While we may assume that the Circular has been issued to
benefit those who have undergone sterilisation, it cannot be
said that any personal representation was made to Ist
respondent. Therefore, no question of promissory estoppel
arises. There is also no material to hold that the Ist
respondent has undergone the sterilisation operation in
contemplation of taking up this part-time course. It might
have been for other good reasons relevant to the family’s
financial status to meet extra expenditure for more
children. In fact, if he were acting upon any such
representation in 1996, – when he joined the part-time
course he would not have paid the tuition fee for 1996-97.

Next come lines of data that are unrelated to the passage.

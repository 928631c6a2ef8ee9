//! Configuration types.

use std::net::SocketAddr;
use std::path::PathBuf;
use std::str::FromStr;
use std::time::Duration;

use crate::error::ConfigError;

/// Default number of background job workers.
pub const DEFAULT_WORKER_COUNT: usize = 4;

/// Default cap on one input line, terminator included.
pub const DEFAULT_MAX_LINE_BYTES: usize = 1024;

/// Server configuration.
#[derive(Debug, Clone)]
pub struct ServerConfig {
    /// Address the listening socket binds to.
    pub bind_addr: SocketAddr,
    /// Listen backlog passed to the socket.
    pub backlog: u32,
    /// Number of job workers started with the job manager.
    pub worker_count: usize,
    /// Numeric suffix of the first allocated username (`u{n}`).
    pub first_user_id: u64,
    /// Directory for rolling log files. Logs go to stderr only when unset.
    pub log_dir: Option<PathBuf>,
    /// Timeout applied to remote resource fetches.
    pub fetch_timeout: Duration,
    /// How long a single write to a client may take before the session is
    /// considered dead.
    pub send_timeout: Duration,
    /// Longest accepted input line in bytes, newline included.
    pub max_line_bytes: usize,
}

impl Default for ServerConfig {
    fn default() -> Self {
        Self {
            bind_addr: SocketAddr::from(([127, 0, 0, 1], 12345)),
            backlog: 200,
            worker_count: DEFAULT_WORKER_COUNT,
            first_user_id: 1000,
            log_dir: None,
            fetch_timeout: Duration::from_secs(30),
            send_timeout: Duration::from_secs(10),
            max_line_bytes: DEFAULT_MAX_LINE_BYTES,
        }
    }
}

impl ServerConfig {
    /// Load configuration from `CHAT_*` environment variables, falling back to
    /// defaults for anything unset.
    pub fn from_env() -> Result<Self, ConfigError> {
        Self::from_lookup(|key| std::env::var(key).ok())
    }

    /// Build a configuration from an arbitrary key lookup.
    pub fn from_lookup<F>(lookup: F) -> Result<Self, ConfigError>
    where
        F: Fn(&str) -> Option<String>,
    {
        let defaults = Self::default();

        let bind_addr = parse_var(&lookup, "CHAT_BIND_ADDR")?.unwrap_or(defaults.bind_addr);
        let backlog = parse_var(&lookup, "CHAT_BACKLOG")?.unwrap_or(defaults.backlog);
        let worker_count = parse_var(&lookup, "CHAT_WORKERS")?.unwrap_or(defaults.worker_count);
        let first_user_id =
            parse_var(&lookup, "CHAT_FIRST_USER_ID")?.unwrap_or(defaults.first_user_id);
        let fetch_timeout = parse_var::<u64, _>(&lookup, "CHAT_FETCH_TIMEOUT_SECS")?
            .map(Duration::from_secs)
            .unwrap_or(defaults.fetch_timeout);
        let send_timeout = parse_var::<u64, _>(&lookup, "CHAT_SEND_TIMEOUT_SECS")?
            .map(Duration::from_secs)
            .unwrap_or(defaults.send_timeout);
        let max_line_bytes =
            parse_var(&lookup, "CHAT_MAX_LINE_BYTES")?.unwrap_or(defaults.max_line_bytes);
        let log_dir = lookup("CHAT_LOG_DIR")
            .map(|s| s.trim().to_string())
            .filter(|s| !s.is_empty())
            .map(PathBuf::from);

        if worker_count == 0 {
            return Err(ConfigError::InvalidValue {
                key: "CHAT_WORKERS".to_string(),
                message: "at least one worker is required".to_string(),
            });
        }

        if send_timeout.is_zero() {
            return Err(ConfigError::InvalidValue {
                key: "CHAT_SEND_TIMEOUT_SECS".to_string(),
                message: "must be at least one second".to_string(),
            });
        }
        if max_line_bytes < 2 {
            return Err(ConfigError::InvalidValue {
                key: "CHAT_MAX_LINE_BYTES".to_string(),
                message: "must leave room for a command and its newline".to_string(),
            });
        }

        Ok(Self {
            bind_addr,
            backlog,
            worker_count,
            first_user_id,
            log_dir,
            fetch_timeout,
            send_timeout,
            max_line_bytes,
        })
    }
}

fn parse_var<T, F>(lookup: &F, key: &str) -> Result<Option<T>, ConfigError>
where
    T: FromStr,
    T::Err: std::fmt::Display,
    F: Fn(&str) -> Option<String>,
{
    let Some(raw) = lookup(key) else {
        return Ok(None);
    };
    let raw = raw.trim();
    if raw.is_empty() {
        return Ok(None);
    }
    raw.parse()
        .map(Some)
        .map_err(|e: T::Err| ConfigError::InvalidValue {
            key: key.to_string(),
            message: format!("{raw:?}: {e}"),
        })
}
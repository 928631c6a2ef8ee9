//! Line formatting for server → client traffic.

use chrono::NaiveDateTime;

/// Timestamp prefix format: `YYYYMMDD HH:MM:SS.microseconds`.
pub const TIMESTAMP_FORMAT: &str = "%Y%m%d %H:%M:%S%.6f";

/// Format one outgoing line: `[{timestamp}] [{sender} ]{message}\n`.
///
/// Always ends with exactly one newline.
pub fn format_line(timestamp: NaiveDateTime, message: &str, sender: Option<&str>) -> String {
    let stamp = timestamp.format(TIMESTAMP_FORMAT);
    let message = message.trim_end_matches(['\r', '\n']);
    match sender {
        Some(sender) => format!("[{stamp}] {sender} {message}\n"),
        None => format!("[{stamp}] {message}\n"),
    }
}

/// Greeting sent to a freshly accepted connection.
pub fn welcome(username: &str) -> String {
    format!("Welcome! Your username is {username}")
}
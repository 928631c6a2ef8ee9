use std::sync::Arc;

use line_chat::config::ServerConfig;
use line_chat::logging;
use line_chat::server::{Acceptor, SequentialUsernames, ServerState};

#[tokio::main]
async fn main() -> anyhow::Result<()> {
    let config = ServerConfig::from_env()?;
    let _log_guard = logging::init(&config)?;

    tracing::info!(
        version = env!("CARGO_PKG_VERSION"),
        addr = %config.bind_addr,
        workers = config.worker_count,
        "Starting line chat"
    );

    let state = ServerState::from_config(&config)?;
    let jobs = Arc::clone(&state.jobs);
    let usernames = Arc::new(SequentialUsernames::starting_at(config.first_user_id));
    let acceptor = Acceptor::bind(config.bind_addr, config.backlog, state, usernames)?;

    tokio::select! {
        _ = acceptor.run() => {}
        result = tokio::signal::ctrl_c() => {
            result?;
            tracing::info!("Interrupted, shutting down");
        }
    }

    let stats = serde_json::to_string(&jobs.stats())?;
    let pending_callbacks = jobs.pending_callbacks().await;
    tracing::info!(
        stats = %stats,
        pending_callbacks,
        "Job statistics at shutdown"
    );

    Ok(())
}
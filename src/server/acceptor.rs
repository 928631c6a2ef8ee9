//! TCP acceptor: binds the listener and turns connections into sessions.

use std::io;
use std::net::SocketAddr;
use std::sync::Arc;
use std::sync::atomic::{AtomicU64, Ordering};
use std::time::Duration;

use tokio::net::{TcpListener, TcpSocket, TcpStream};
use tracing::{error, info, warn};

use crate::error::Error;
use crate::server::session::Session;
use crate::server::state::ServerState;

/// Pause after a failed `accept` (e.g. descriptor exhaustion).
const ACCEPT_ERROR_BACKOFF: Duration = Duration::from_millis(100);

/// Source of fresh, unique usernames.
pub trait UsernameSource: Send + Sync {
    fn next_username(&self) -> String;
}

/// Hands out `u{n}` from an increasing counter.
#[derive(Debug)]
pub struct SequentialUsernames {
    next: AtomicU64,
}

impl SequentialUsernames {
    pub fn starting_at(first: u64) -> Self {
        Self {
            next: AtomicU64::new(first),
        }
    }
}

impl Default for SequentialUsernames {
    fn default() -> Self {
        Self::starting_at(1000)
    }
}

impl UsernameSource for SequentialUsernames {
    fn next_username(&self) -> String {
        format!("u{}", self.next.fetch_add(1, Ordering::Relaxed))
    }
}

/// Accepts connections and starts a session for each.
pub struct Acceptor {
    listener: TcpListener,
    state: ServerState,
    usernames: Arc<dyn UsernameSource>,
}

impl Acceptor {
    /// Bind `addr` with `SO_REUSEADDR` and the given listen backlog.
    pub fn bind(
        addr: SocketAddr,
        backlog: u32,
        state: ServerState,
        usernames: Arc<dyn UsernameSource>,
    ) -> Result<Self, Error> {
        let socket = if addr.is_ipv4() {
            TcpSocket::new_v4()?
        } else {
            TcpSocket::new_v6()?
        };
        socket.set_reuseaddr(true)?;
        socket.bind(addr)?;
        let listener = socket.listen(backlog)?;

        info!(addr = %listener.local_addr()?, backlog, "Listening");
        Ok(Self {
            listener,
            state,
            usernames,
        })
    }

    pub fn local_addr(&self) -> io::Result<SocketAddr> {
        self.listener.local_addr()
    }

    /// Accept connections forever.
    pub async fn run(self) {
        info!("Server started");
        loop {
            match self.listener.accept().await {
                Ok((stream, peer)) => self.start_session(stream, peer).await,
                Err(e) => {
                    warn!(error = %e, "Failed to accept connection");
                    tokio::time::sleep(ACCEPT_ERROR_BACKOFF).await;
                }
            }
        }
    }

    async fn start_session(&self, stream: TcpStream, peer: SocketAddr) {
        let username = self.usernames.next_username();
        if let Err(e) = stream.set_nodelay(true) {
            warn!(username = %username, error = %e, "Failed to set TCP_NODELAY");
        }

        let (reader, writer) = stream.into_split();
        match Session::start(username.clone(), reader, writer, self.state.clone()).await {
            Ok(_) => info!(username = %username, peer = %peer, "User connected"),
            Err(e) => error!(username = %username, peer = %peer, error = %e, "Failed to start session"),
        }
    }
}
use crate::remote::{RemoteError, RemoteExecutor, Result};
use crate::types::{HostCommands, HostOutputs, HostPaths};
use async_trait::async_trait;
use std::collections::HashSet;
use std::path::{Path, PathBuf};
use std::sync::Mutex;

type BatchResponder = Box<dyn Fn(&str, &[String]) -> Vec<String> + Send + Sync>;

/// A recorded `download` call.
#[derive(Debug, Clone, PartialEq)]
pub struct DownloadCall {
    pub paths: HostPaths,
    pub local_path: PathBuf,
    pub prepend_host: bool,
}

/// In-memory executor that answers with canned outputs.
///
/// Every call is recorded so tests can assert on the exact batches sent.
/// The responder's result is returned verbatim, even when it has the wrong
/// length, so callers' output validation can be exercised.
pub struct ScriptedExecutor {
    responder: BatchResponder,
    failing_hosts: Mutex<HashSet<String>>,
    calls: Mutex<Vec<HostCommands>>,
    downloads: Mutex<Vec<DownloadCall>>,
}

impl ScriptedExecutor {
    /// Answer each command independently.
    pub fn new<F>(respond: F) -> Self
    where
        F: Fn(&str, &str) -> String + Send + Sync + 'static,
    {
        Self::batch(move |host, commands| commands.iter().map(|cmd| respond(host, cmd)).collect())
    }

    /// Answer a whole host batch at once.
    pub fn batch<F>(respond: F) -> Self
    where
        F: Fn(&str, &[String]) -> Vec<String> + Send + Sync + 'static,
    {
        Self {
            responder: Box::new(respond),
            failing_hosts: Mutex::new(HashSet::new()),
            calls: Mutex::new(Vec::new()),
            downloads: Mutex::new(Vec::new()),
        }
    }

    /// Executor whose outputs are the commands themselves.
    pub fn echo() -> Self {
        Self::new(|_, cmd| cmd.to_string())
    }

    /// Make every batch sent to `host` fail with a non-zero exit.
    pub fn fail_host(self, host: impl Into<String>) -> Self {
        if let Ok(mut hosts) = self.failing_hosts.lock() {
            hosts.insert(host.into());
        }
        self
    }

    pub fn calls(&self) -> Vec<HostCommands> {
        self.calls.lock().map(|c| c.clone()).unwrap_or_default()
    }

    pub fn call_count(&self) -> usize {
        self.calls.lock().map(|c| c.len()).unwrap_or_default()
    }

    /// All commands sent to `host`, across every call.
    pub fn commands_for(&self, host: &str) -> Vec<String> {
        self.calls()
            .iter()
            .filter_map(|call| call.get(host))
            .flatten()
            .cloned()
            .collect()
    }

    pub fn downloads(&self) -> Vec<DownloadCall> {
        self.downloads.lock().map(|d| d.clone()).unwrap_or_default()
    }
}

#[async_trait]
impl RemoteExecutor for ScriptedExecutor {
    async fn exec(&self, commands: &HostCommands) -> Result<HostOutputs> {
        if let Ok(mut calls) = self.calls.lock() {
            calls.push(commands.clone());
        }

        let failing = self
            .failing_hosts
            .lock()
            .map(|hosts| hosts.clone())
            .unwrap_or_default();

        let mut outputs = HostOutputs::new();
        for (host, host_commands) in commands {
            if failing.contains(host) {
                return Err(RemoteError::ExecutionFailed {
                    host: host.clone(),
                    code: Some(255),
                    stderr: "scripted failure".to_string(),
                });
            }
            outputs.insert(host.clone(), (self.responder)(host, host_commands));
        }

        Ok(outputs)
    }

    async fn download(&self, remote_paths: &HostPaths, local_path: &Path, prepend_host: bool) -> Result<()> {
        if let Ok(mut downloads) = self.downloads.lock() {
            downloads.push(DownloadCall {
                paths: remote_paths.clone(),
                local_path: local_path.to_path_buf(),
                prepend_host,
            });
        }
        Ok(())
    }
}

The reasonable inference is that he was not even aware of
this Circular when he joined the course and it was only much
later, when he learnt about the circular that he sought
refund for 1996-97 and exemption for the future. So far as
the Institute is concerned, it never made any representation
to the Ist respondent. It was then argued for the Ist
respondent that at the time when this Institute was founded,
lot of monies came from Government and the public and,
therefore, the fact that for this course there was no
grant-in-aid, made no difference. We cannot agree. The
capital expenditure incurred at the time of founding the
Institute is different from the running expenses of the
teaching staff every month. Learned Senior counsel for the
Ist respondent then contended that if there was no
grant-in-aid, then the State must be directed to pay the
tuition fee in respect of such individual candidates who had
undergone sterilisation, though the part-time course was not
aided. In our view, it is not possible to issue any such
direction in this Writ petition. Grant-in-aid, either for
the Institution or for the School or for individuals is a
matter of policy. In view of the clarification given in the
counter affidavit set out above, if any such direction is
given by this Court to benefit individuals, it would amount
to amendment of the existing government policy by way of a
judicial order and amounts to extension of benefit to
persons to whom the policy was not intended to apply. We
are, therefore, unable to agree with the view taken by the
Division Bench of the High Court in allowing the Writ
petition. The appeal is allowed and the judgment of the
Division Bench in the LPA is set aside and the Writ petition
is dismissed. It will be necessary for the Ist respondent
to pay the arrears in the tuition fee for the past years and
for the rest of the course. In case any representation is
made for instalments, the appellant may grant easy
instalments or obtain a bond from the appellant for payment
of the tuition fee covering the back period. So far as the
future years of the course are concerned, the Ist respondent
has any way to pay the fee. Subject to the above directions
against the Ist respondent, the appeal is allowed. The Writ
petition is dismissed. There will be no order as to costs.